Heat transfer performance assessment of abrasive phyllotaxy arrangement in internal cooling grinding

Abstract

The traditional flood cooling method is hard to dissipate the massive amount of heat accumulated in the grinding zone during the high-efficiency grinding process, which easily causes burnout of the workpiece that limits the increase of the processing efficiency. Employing an abrasive phyllotaxy arrangement and an internal cooling grinding wheel (ICGW) can augment the heat transfer of the coolant in the grinding zone to lower the grinding temperature.
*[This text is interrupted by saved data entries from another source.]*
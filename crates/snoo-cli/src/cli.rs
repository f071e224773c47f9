//! CLI argument definitions.

use std::path::PathBuf;

use anyhow::{Context, Result};
use clap::{Args, Parser};
use snoo::ApiUrl;
use snoo::types::DEFAULT_API_URL;

use crate::commands::Command;
use crate::session::storage;

/// User agent sent when `--user-agent` is not given.
pub const DEFAULT_USER_AGENT: &str = concat!("snoo/", env!("SNOO_VERSION"));

/// Reddit JSON API CLI tool.
#[derive(Parser, Debug)]
#[command(name = "snoo")]
#[command(author, version = env!("SNOO_VERSION"), about, long_about = None)]
pub struct Cli {
    /// Increase verbosity (-v, -vv, -vvv)
    #[arg(short, long, action = clap::ArgAction::Count, global = true)]
    pub verbose: u8,

    /// Output logs as JSON
    #[arg(long, global = true)]
    pub json_logs: bool,

    #[command(flatten)]
    pub config: Config,

    #[command(subcommand)]
    pub command: Command,
}

/// Settings shared by every command.
#[derive(Args, Debug, Clone)]
pub struct Config {
    /// User agent sent with every request
    #[arg(long, global = true, default_value = DEFAULT_USER_AGENT)]
    pub user_agent: String,

    /// API base URL
    #[arg(long, global = true, env = "SNOO_BASE_URL", default_value = DEFAULT_API_URL)]
    pub base_url: String,

    /// Credential file (defaults to auth.json in the user data directory)
    #[arg(long, global = true, env = "SNOO_AUTH_FILE")]
    pub auth_file: Option<PathBuf>,
}

impl Config {
    pub fn api_url(&self) -> Result<ApiUrl> {
        ApiUrl::new(&self.base_url).context("Invalid base URL")
    }

    pub fn auth_path(&self) -> Result<PathBuf> {
        match &self.auth_file {
            Some(path) => Ok(path.clone()),
            None => storage::default_path(),
        }
    }
}

#[cfg(test)]
mod tests {
    use super::*;
    use clap::CommandFactory;

    #[test]
    fn cli_definition_is_valid() {
        Cli::command().debug_assert();
    }

    #[test]
    fn global_flags_after_subcommand() {
        let cli = Cli::try_parse_from([
            "snoo",
            "user",
            "spez",
            "--base-url",
            "http://localhost:8080",
            "-vv",
        ])
        .unwrap();

        assert_eq!(cli.verbose, 2);
        assert_eq!(cli.config.base_url, "http://localhost:8080");
        assert_eq!(cli.config.user_agent, DEFAULT_USER_AGENT);
        assert!(cli.config.api_url().is_ok());
    }

    #[test]
    fn explicit_auth_file_wins() {
        let cli =
            Cli::try_parse_from(["snoo", "--auth-file", "/tmp/auth.json", "whoami"]).unwrap();
        assert_eq!(
            cli.config.auth_path().unwrap(),
            PathBuf::from("/tmp/auth.json")
        );
    }
}
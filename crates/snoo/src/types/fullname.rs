//! Fullname type.

use serde::{Deserialize, Serialize};
use std::fmt;
use std::str::FromStr;

use crate::error::{Error, InvalidInputError};
use crate::thing::Kind;

/// A validated fullname: a kind tag and an item id joined by `_`.
///
/// Fullnames identify items across the API and are the cursor tokens used by
/// listing pagination. They are plain strings, never followed automatically.
///
/// # Example
///
/// ```
/// use snoo::{Fullname, Kind};
///
/// let name = Fullname::new("t3_15bfi0").unwrap();
/// assert_eq!(name.kind(), Kind::Link);
/// assert_eq!(name.id(), "15bfi0");
/// ```
#[derive(Clone, Debug, PartialEq, Eq, Hash, Serialize, Deserialize)]
#[serde(try_from = "String", into = "String")]
pub struct Fullname(String);

impl Fullname {
    /// Create a new fullname from a string, validating the format.
    ///
    /// # Errors
    ///
    /// Returns an error if the string is not of the form `t<digit>_<id>`.
    pub fn new(s: impl Into<String>) -> Result<Self, Error> {
        let s = s.into();
        Self::validate(&s)?;
        Ok(Self(s))
    }

    /// Build a fullname from a kind and a bare item id.
    pub fn from_parts(kind: &Kind, id: &str) -> Result<Self, Error> {
        Self::new(format!("{}_{}", kind.tag(), id))
    }

    /// Returns the kind tag portion, e.g. "t3".
    pub fn prefix(&self) -> &str {
        self.0.split_once('_').map(|(p, _)| p).unwrap_or("")
    }

    /// Returns the kind encoded in the prefix.
    pub fn kind(&self) -> Kind {
        Kind::from_tag(self.prefix())
    }

    /// Returns the item id portion, e.g. "15bfi0".
    pub fn id(&self) -> &str {
        self.0.split_once('_').map(|(_, id)| id).unwrap_or("")
    }

    /// Returns the full string.
    pub fn as_str(&self) -> &str {
        &self.0
    }

    fn validate(s: &str) -> Result<(), Error> {
        let invalid = |reason: &str| -> Error {
            InvalidInputError::Fullname {
                value: s.to_string(),
                reason: reason.to_string(),
            }
            .into()
        };

        let (prefix, id) = s.split_once('_').ok_or_else(|| invalid("missing '_' separator"))?;

        let digits = prefix
            .strip_prefix('t')
            .ok_or_else(|| invalid("kind tag must start with 't'"))?;
        if digits.is_empty() || !digits.chars().all(|c| c.is_ascii_digit()) {
            return Err(invalid("kind tag must be 't' followed by digits"));
        }

        if id.is_empty() {
            return Err(invalid("id cannot be empty"));
        }
        if let Some(c) = id.chars().find(|c| !c.is_ascii_alphanumeric()) {
            return Err(invalid(&format!("id contains invalid character '{c}'")));
        }

        Ok(())
    }
}

impl fmt::Display for Fullname {
    fn fmt(&self, f: &mut fmt::Formatter<'_>) -> fmt::Result {
        write!(f, "{}", self.0)
    }
}

impl FromStr for Fullname {
    type Err = Error;

    fn from_str(s: &str) -> Result<Self, Self::Err> {
        Self::new(s)
    }
}

impl TryFrom<String> for Fullname {
    type Error = Error;

    fn try_from(s: String) -> Result<Self, Self::Error> {
        Self::new(s)
    }
}

impl From<Fullname> for String {
    fn from(name: Fullname) -> Self {
        name.0
    }
}

impl AsRef<str> for Fullname {
    fn as_ref(&self) -> &str {
        &self.0
    }
}
//! Kind-dispatched decoding of thing payloads.
//!
//! Decoding never fails. A child whose kind has no decoder, or whose `data`
//! does not fit the record shape, yields `None` and is left out of listings,
//! so one corrupt item cannot abort the rest of a page.

use serde::de::DeserializeOwned;
use serde_json::Value;
use tracing::trace;

use super::{Item, Kind, Listing, Thing};
use crate::model::{Account, Comment, Link};

type Decoder = fn(&Value) -> Option<Item>;

/// Supported kinds. Adding a record type means adding one entry here.
static DECODERS: &[(&str, Decoder)] = &[
    ("t1", comment_item),
    ("t2", account_item),
    ("t3", link_item),
];

fn comment_item(data: &Value) -> Option<Item> {
    record::<Comment>(data).map(Item::Comment)
}

fn account_item(data: &Value) -> Option<Item> {
    record::<Account>(data).map(Item::Account)
}

fn link_item(data: &Value) -> Option<Item> {
    record::<Link>(data).map(Item::Link)
}

fn record<T: DeserializeOwned>(data: &Value) -> Option<T> {
    match T::deserialize(data) {
        Ok(value) => Some(value),
        Err(error) => {
            trace!(%error, "dropping malformed thing data");
            None
        }
    }
}

fn typed<T: DeserializeOwned>(thing: &Thing, kind: &Kind) -> Option<T> {
    if &thing.kind == kind {
        record(&thing.data)
    } else {
        None
    }
}

/// Decode a `t1` thing. Any other kind, or malformed data, gives `None`.
pub fn decode_as_comment(thing: &Thing) -> Option<Comment> {
    typed(thing, &Kind::Comment)
}

/// Decode a `t3` thing. Any other kind, or malformed data, gives `None`.
pub fn decode_as_link(thing: &Thing) -> Option<Link> {
    typed(thing, &Kind::Link)
}

/// Decode a `t2` thing. Any other kind, or malformed data, gives `None`.
pub fn decode_as_account(thing: &Thing) -> Option<Account> {
    typed(thing, &Kind::Account)
}

/// Decode any supported kind into an [`Item`].
pub fn decode_any(thing: &Thing) -> Option<Item> {
    let tag = thing.kind.tag();
    match DECODERS.iter().find(|(t, _)| *t == tag) {
        Some((_, decode)) => decode(&thing.data),
        None => {
            trace!(kind = %thing.kind, "skipping unsupported thing kind");
            None
        }
    }
}

/// Decode every child of a listing, keeping input order.
///
/// Undecodable children are omitted without a placeholder, so positions in
/// the result do not line up with positions in `listing.children`.
pub fn decode_listing(listing: &Listing) -> Vec<Item> {
    listing.children.iter().filter_map(decode_any).collect()
}

#[cfg(test)]
mod tests {
    use super::*;
    use serde_json::json;

    fn thing(kind: &str, data: Value) -> Thing {
        Thing::new(Kind::from_tag(kind), data)
    }

    #[test]
    fn comment_requires_t1() {
        let data = json!({"name": "t1_a", "body": "hi"});
        assert!(decode_as_comment(&thing("t1", data.clone())).is_some());
        assert!(decode_as_comment(&thing("t3", data)).is_none());
    }

    #[test]
    fn link_requires_t3() {
        let data = json!({"name": "t3_a", "title": "hello"});
        assert_eq!(decode_as_link(&thing("t3", data.clone())).unwrap().title, "hello");
        assert!(decode_as_link(&thing("t1", data)).is_none());
    }

    #[test]
    fn malformed_data_is_dropped() {
        let bad = thing("t1", json!({"score": "not a number"}));
        assert!(decode_as_comment(&bad).is_none());
        assert!(decode_any(&bad).is_none());
    }

    #[test]
    fn unknown_kinds_decode_to_none() {
        for kind in ["t4", "t5", "t6", "t8", "Listing", "more", ""] {
            assert!(decode_any(&thing(kind, json!({}))).is_none(), "{kind}");
        }
    }

    #[test]
    fn account_dispatch() {
        let item = decode_any(&thing("t2", json!({"id": "1w72", "name": "spez"}))).unwrap();
        assert_eq!(item.kind(), Kind::Account);
        assert_eq!(item.as_account().unwrap().name, "spez");
    }

    #[test]
    fn mixed_listing_keeps_supported_children_in_order() {
        let raw = json!({
            "kind": "Listing",
            "data": {
                "after": "t3_c",
                "before": null,
                "children": [
                    {"kind": "t1", "data": {"name": "t1_a"}},
                    {"kind": "t3", "data": {"name": "t3_b"}},
                    {"kind": "t3", "data": {"name": "t3_c"}},
                    {"kind": "t9", "data": {"name": "t9_d"}}
                ]
            }
        });
        let encoded = serde_json::to_string(&raw).unwrap();
        let envelope: Thing = serde_json::from_str(&encoded).unwrap();
        let listing = Listing::try_from(envelope).unwrap();

        let items = decode_listing(&listing);
        let names: Vec<String> = items
            .iter()
            .map(|i| i.fullname().unwrap().to_string())
            .collect();
        assert_eq!(names, ["t1_a", "t3_b", "t3_c"]);
    }

    #[test]
    fn corrupt_child_does_not_abort_listing() {
        let listing = Listing {
            children: vec![
                thing("t3", json!({"name": "t3_a"})),
                thing("t3", json!({"num_comments": []})),
                thing("t3", json!({"name": "t3_c"})),
            ],
            ..Default::default()
        };
        assert_eq!(decode_listing(&listing).len(), 2);
    }

    #[test]
    fn children_with_bad_envelopes_are_dropped() {
        let bad_children = [
            json!({"data": {"name": "t3_b"}}),
            json!({"kind": null, "data": {"name": "t3_b"}}),
            json!({"kind": 3, "data": {}}),
            json!({"kind": "t3", "name": null, "id": 7, "data": {"name": "t3_b"}}),
            json!(42),
        ];

        for bad in bad_children {
            let raw = json!({
                "kind": "Listing",
                "data": {
                    "children": [
                        {"kind": "t3", "data": {"name": "t3_a"}},
                        bad.clone(),
                        {"kind": "t3", "data": {"name": "t3_c"}}
                    ]
                }
            });
            let envelope: Thing = serde_json::from_value(raw).unwrap();
            let listing = Listing::try_from(envelope).unwrap();

            let items = decode_listing(&listing);
            let valid = if bad.get("kind") == Some(&json!("t3")) { 3 } else { 2 };
            assert_eq!(items.len(), valid, "{bad}");
            assert_eq!(items[0].fullname().unwrap().as_str(), "t3_a", "{bad}");
            assert_eq!(items[valid - 1].fullname().unwrap().as_str(), "t3_c", "{bad}");
        }
    }

    #[test]
    fn null_children_is_an_empty_page() {
        let envelope: Thing =
            serde_json::from_value(json!({"kind": "Listing", "data": {"children": null}})).unwrap();
        assert!(Listing::try_from(envelope).unwrap().children.is_empty());
    }

    #[test]
    fn envelope_without_kind_is_a_kind_mismatch() {
        let envelope: Thing = serde_json::from_value(json!({"data": {"name": "spez"}})).unwrap();
        assert_eq!(envelope.kind, Kind::Unknown(String::new()));
        assert!(Listing::try_from(envelope).is_err());
    }
}
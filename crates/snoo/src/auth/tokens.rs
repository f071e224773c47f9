//! Session secrets: the session cookie and the modhash.

use std::fmt;

/// Name of the session cookie issued at login.
pub const SESSION_COOKIE_NAME: &str = "reddit_session";

/// The value sent in the `Cookie` header of authenticated calls.
///
/// # Security
///
/// - Never logged or displayed in Debug output
/// - Treat as opaque
#[derive(Clone, PartialEq, Eq)]
pub struct SessionCookie(String);

impl SessionCookie {
    /// Wrap a complete cookie header value, e.g. "reddit_session=4826...d8eca".
    pub fn new(cookie: impl Into<String>) -> Self {
        Self(cookie.into())
    }

    /// Build the header value from a bare session token returned by login.
    pub(crate) fn from_login_token(token: &str) -> Self {
        Self(format!("{SESSION_COOKIE_NAME}={token}"))
    }

    /// Returns the header value.
    pub fn as_str(&self) -> &str {
        &self.0
    }

    /// Returns `true` for an empty value.
    pub fn is_empty(&self) -> bool {
        self.0.is_empty()
    }
}

impl fmt::Debug for SessionCookie {
    fn fmt(&self, f: &mut fmt::Formatter<'_>) -> fmt::Result {
        f.debug_tuple("SessionCookie").field(&"[REDACTED]").finish()
    }
}

/// Anti-forgery token sent as `X-Modhash` on mutating calls.
#[derive(Clone, PartialEq, Eq)]
pub struct Modhash(String);

impl Modhash {
    pub(crate) fn new(modhash: impl Into<String>) -> Self {
        Self(modhash.into())
    }

    pub(crate) fn as_str(&self) -> &str {
        &self.0
    }
}

impl fmt::Debug for Modhash {
    fn fmt(&self, f: &mut fmt::Formatter<'_>) -> fmt::Result {
        f.debug_tuple("Modhash").field(&"[REDACTED]").finish()
    }
}

#[cfg(test)]
mod tests {
    use super::*;

    #[test]
    fn cookie_hides_value_in_debug() {
        let cookie = SessionCookie::new("reddit_session=4826d8eca");
        let debug = format!("{:?}", cookie);
        assert!(!debug.contains("4826"));
        assert!(debug.contains("[REDACTED]"));
    }

    #[test]
    fn login_token_gets_cookie_name() {
        let cookie = SessionCookie::from_login_token("abc");
        assert_eq!(cookie.as_str(), "reddit_session=abc");
    }

    #[test]
    fn modhash_hides_value_in_debug() {
        let modhash = Modhash::new("f0f0f0");
        assert!(!format!("{:?}", modhash).contains("f0f0f0"));
    }
}
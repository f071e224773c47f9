//! The `{"json": {...}}` reply envelope and structured API errors.
//!
//! Mutating endpoints (`/api/login`, `/api/comment`) answer with HTTP 200 even
//! when the request failed; the failure is reported inside the envelope's
//! `errors` list instead. [`parse_api_reply`] classifies a body into either a
//! usable [`ApiReply`] or an [`ApiError`]. It never retries.

use std::fmt;

use chrono::{DateTime, TimeDelta, Utc};
use serde::Deserialize;
use serde::de::DeserializeOwned;
use serde_json::Value;
use serde_with::{DefaultOnNull, serde_as};

use crate::error::{DecodeError, Error};

/// The inner object of a `{"json": {...}}` reply.
#[serde_as]
#[derive(Debug, Clone, Default, Deserialize)]
pub struct ApiReply {
    /// Endpoint-specific payload.
    #[serde(default)]
    pub data: Value,
    /// A `null` list means no errors.
    #[serde(default)]
    #[serde_as(as = "DefaultOnNull")]
    errors: Vec<Vec<Value>>,
    /// Item identifier, e.g. "c3v7f8u".
    #[serde(default)]
    pub id: Option<String>,
    /// Kind of the payload, when the endpoint returns a thing.
    #[serde(default)]
    pub kind: Option<String>,
    /// Fullname of the payload, e.g. "t1_c3v7f8u".
    #[serde(default)]
    pub name: Option<String>,
    #[serde(default)]
    ratelimit: Option<f64>,
}

#[derive(Deserialize)]
struct Envelope {
    json: ApiReply,
}

impl ApiReply {
    /// Raw error entries as sent by the server, in order.
    ///
    /// Only the first entry becomes an [`ApiError`]; the rest are available here.
    pub fn errors(&self) -> &[Vec<Value>] {
        &self.errors
    }

    /// Seconds the server asked us to wait, if any.
    pub fn ratelimit(&self) -> Option<f64> {
        self.ratelimit
    }

    /// Build the structured error for this reply, if the server reported one.
    pub fn error(&self) -> Option<ApiError> {
        let first = self.errors.first()?;
        let part = |i: usize| first.get(i).and_then(Value::as_str).map(str::to_string);

        Some(ApiError::new(
            part(0).unwrap_or_default(),
            part(1).unwrap_or_default(),
            part(2),
            self.ratelimit.unwrap_or(0.0),
        ))
    }

    /// Decode the `data` payload into `T`.
    pub fn payload<T: DeserializeOwned>(&self) -> Result<T, Error> {
        T::deserialize(&self.data).map_err(|e| Error::Decode(DecodeError::Json(e)))
    }
}

/// Parse a reply body, surfacing the first server-reported error.
///
/// # Errors
///
/// Returns [`Error::Decode`] if the body is not a JSON envelope, and
/// [`Error::Api`] if the envelope's `errors` list is non-empty.
pub fn parse_api_reply(body: &str) -> Result<ApiReply, Error> {
    let envelope: Envelope = serde_json::from_str(body)?;
    match envelope.json.error() {
        Some(err) => Err(Error::Api(err)),
        None => Ok(envelope.json),
    }
}

/// A structured error reported by the API.
///
/// The retry deadline is fixed at construction: a positive `ratelimit`
/// pushes it into the future, otherwise it is already expired.
#[derive(Debug, Clone, PartialEq)]
pub struct ApiError {
    id: String,
    description: String,
    field: Option<String>,
    retry_after: DateTime<Utc>,
}

impl ApiError {
    /// Create an error whose retry deadline is `ratelimit` seconds from now.
    pub fn new(
        id: impl Into<String>,
        description: impl Into<String>,
        field: Option<String>,
        ratelimit: f64,
    ) -> Self {
        let now = Utc::now();
        let retry_after = if ratelimit.is_finite() && ratelimit > 0.0 {
            let millis = (ratelimit * 1000.0).round() as i64;
            TimeDelta::try_milliseconds(millis)
                .and_then(|wait| now.checked_add_signed(wait))
                .unwrap_or(DateTime::<Utc>::MAX_UTC)
        } else {
            now
        };

        Self {
            id: id.into(),
            description: description.into(),
            field,
            retry_after,
        }
    }

    /// Error identifier, e.g. "RATELIMIT" or "WRONG_PASSWORD".
    pub fn id(&self) -> &str {
        &self.id
    }

    /// Human-readable description.
    pub fn description(&self) -> &str {
        &self.description
    }

    /// Name of the offending form field, when the server names one.
    pub fn field(&self) -> Option<&str> {
        self.field.as_deref()
    }

    /// Instant after which a resubmission is allowed.
    pub fn retry_after(&self) -> DateTime<Utc> {
        self.retry_after
    }

    /// Returns `true` while the retry deadline is in the future.
    pub fn is_ratelimited(&self) -> bool {
        self.retry_after > Utc::now()
    }

    /// Time left until the retry deadline; negative once it has passed.
    pub fn remaining_wait(&self) -> TimeDelta {
        self.retry_after - Utc::now()
    }
}

impl fmt::Display for ApiError {
    fn fmt(&self, f: &mut fmt::Formatter<'_>) -> fmt::Result {
        write!(f, "{}: {}", self.id, self.description)
    }
}

impl std::error::Error for ApiError {}

#[cfg(test)]
mod tests {
    use super::*;

    #[test]
    fn ratelimited_reply_sets_future_deadline() {
        let body = r#"{"json": {"ratelimit": 600, "errors": [["RATELIMIT", "Test", "vdelay"]]}}"#;
        let err = parse_api_reply(body).unwrap_err();
        let api = err.as_api_error().unwrap();

        assert_eq!(api.to_string(), "RATELIMIT: Test");
        assert_eq!(api.field(), Some("vdelay"));
        assert!(api.is_ratelimited());
        assert!(err.is_ratelimited());
        let wait = api.remaining_wait().num_seconds();
        assert!((599..=600).contains(&wait), "wait was {wait}");
    }

    #[test]
    fn error_without_ratelimit_is_already_expired() {
        let body = r#"{"json": {"errors": [["WRONG_PASSWORD", "Test", "passwd"]]}}"#;
        let err = parse_api_reply(body).unwrap_err();
        let api = err.as_api_error().unwrap();

        assert_eq!(api.id(), "WRONG_PASSWORD");
        assert!(!api.is_ratelimited());
        assert!(api.remaining_wait() <= TimeDelta::zero());
    }

    #[test]
    fn zero_ratelimit_is_not_ratelimited() {
        let api = ApiError::new("RATELIMIT", "slow down", None, 0.0);
        assert!(!api.is_ratelimited());
    }

    #[test]
    fn broken_envelope_is_decode_error() {
        let err = parse_api_reply(r#"{"json": {totallybroken:  }}"#).unwrap_err();
        assert!(matches!(err, Error::Decode(_)));
    }

    #[test]
    fn empty_envelope_is_success() {
        let reply = parse_api_reply(r#"{"json": { }}"#).unwrap();
        assert!(reply.errors().is_empty());
        assert!(reply.error().is_none());
    }

    #[test]
    fn null_errors_mean_success() {
        let reply = parse_api_reply(r#"{"json": {"errors": null, "data": {}}}"#).unwrap();
        assert!(reply.errors().is_empty());
        assert!(reply.error().is_none());
    }

    #[test]
    fn only_first_error_is_surfaced() {
        let body = r#"{"json": {"errors": [["FIRST", "one"], ["SECOND", "two"]]}}"#;
        let reply: Envelope = serde_json::from_str(body).unwrap();
        assert_eq!(reply.json.errors().len(), 2);
        assert_eq!(reply.json.error().unwrap().id(), "FIRST");
    }

    #[test]
    fn short_error_entries_do_not_panic() {
        let body = r#"{"json": {"errors": [["ONLY_ID"]]}}"#;
        let err = parse_api_reply(body).unwrap_err();
        let api = err.as_api_error().unwrap();
        assert_eq!(api.id(), "ONLY_ID");
        assert_eq!(api.description(), "");
        assert_eq!(api.field(), None);
    }

    #[test]
    fn payload_decodes_data() {
        #[derive(Deserialize)]
        struct Data {
            modhash: String,
        }

        let reply = parse_api_reply(r#"{"json": {"errors": [], "data": {"modhash": "abc"}}}"#)
            .unwrap();
        let data: Data = reply.payload().unwrap();
        assert_eq!(data.modhash, "abc");
    }
}
//! Logout command implementation.

use anyhow::Result;
use clap::Args;

use crate::cli::Config;
use crate::output;
use crate::session::storage;

#[derive(Args, Debug)]
pub struct LogoutArgs {}

pub async fn run(_args: LogoutArgs, config: &Config) -> Result<()> {
    let path = config.auth_path()?;

    if storage::clear(&path)? {
        output::success("Logged out");
    } else {
        output::note("No stored credentials");
    }

    Ok(())
}
//! Building a library session from the CLI configuration.

pub mod storage;

use anyhow::{Context, Result, bail};
use snoo::{Credentials, Session, SessionCookie};
use tracing::debug;

use crate::cli::Config;

use storage::StoredAuth;

/// An unauthenticated session.
pub fn anonymous(config: &Config) -> Result<Session> {
    Session::with_base_url(config.api_url()?, &config.user_agent)
        .context("Failed to create session")
}

/// A session restored from the credential file.
///
/// A stored cookie is preferred; user and password are only used when no
/// cookie is stored. With `required` unset, a missing file yields an
/// anonymous session instead of an error.
pub async fn open(config: &Config, required: bool) -> Result<Session> {
    let session = anonymous(config)?;
    let path = config.auth_path()?;

    let Some(stored) = storage::load(&path)? else {
        if required {
            bail!("Not logged in. Run 'snoo login' first.");
        }
        return Ok(session);
    };

    match stored {
        StoredAuth {
            cookie: Some(cookie),
            ..
        } if !cookie.is_empty() => {
            debug!(path = %path.display(), "Restoring stored cookie");
            session
                .set_cookie(SessionCookie::new(cookie))
                .await
                .context("Stored cookie was rejected. Run 'snoo login' again.")?;
        }
        StoredAuth {
            user: Some(user),
            password: Some(password),
            ..
        } => {
            debug!(path = %path.display(), "Logging in with stored password");
            let credentials = Credentials::new(&user, &password);
            session
                .login(&credentials)
                .await
                .context("Failed to login with stored credentials")?;

            let refreshed = StoredAuth {
                cookie: session.cookie().await.map(|c| c.as_str().to_string()),
                user: Some(user),
                password: Some(password),
            };
            storage::save(&path, &refreshed).context("Failed to save credentials")?;
        }
        _ if required => bail!("Credential file {} is incomplete", path.display()),
        _ => {}
    }

    Ok(session)
}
An abrasive phyllotaxy arrangement internal cooling grinding wheel that is a combination of an ICGW and abrasive phyllotaxy arrangement was proposed in this study. To optimize geometric dimensions and phyllotaxy coefficient of the abrasive phyllotaxy arrangement ICGW, simulation and experimental investigations were carried out to explore the effects of coolant (water-based ILs-MWCNTs/MoS2 hybrid nanofluids), grinding wheel diameters, and phyllotaxy growth coefficient on the heat transfer capability of the wheels. Within a specific range, the ICGWs with a smaller diameter and larger phyllotaxy growth coefficient show an advantage in fluid flow and heat transfer. Experimental results exhibit that, compared with the typical orderly arrangement, the grinding temperature and surface roughness of the ICGWs with the phyllotaxy pattern was reduced by about 20% and 50%, respectively. Under the same phyllotaxis coefficient, the grinding temperature and surface roughness obtained by the ICGWs with a smaller diameter were reduced by 10% and 22.3%, respectively. The residual compressive stress was elevated by 10.94%.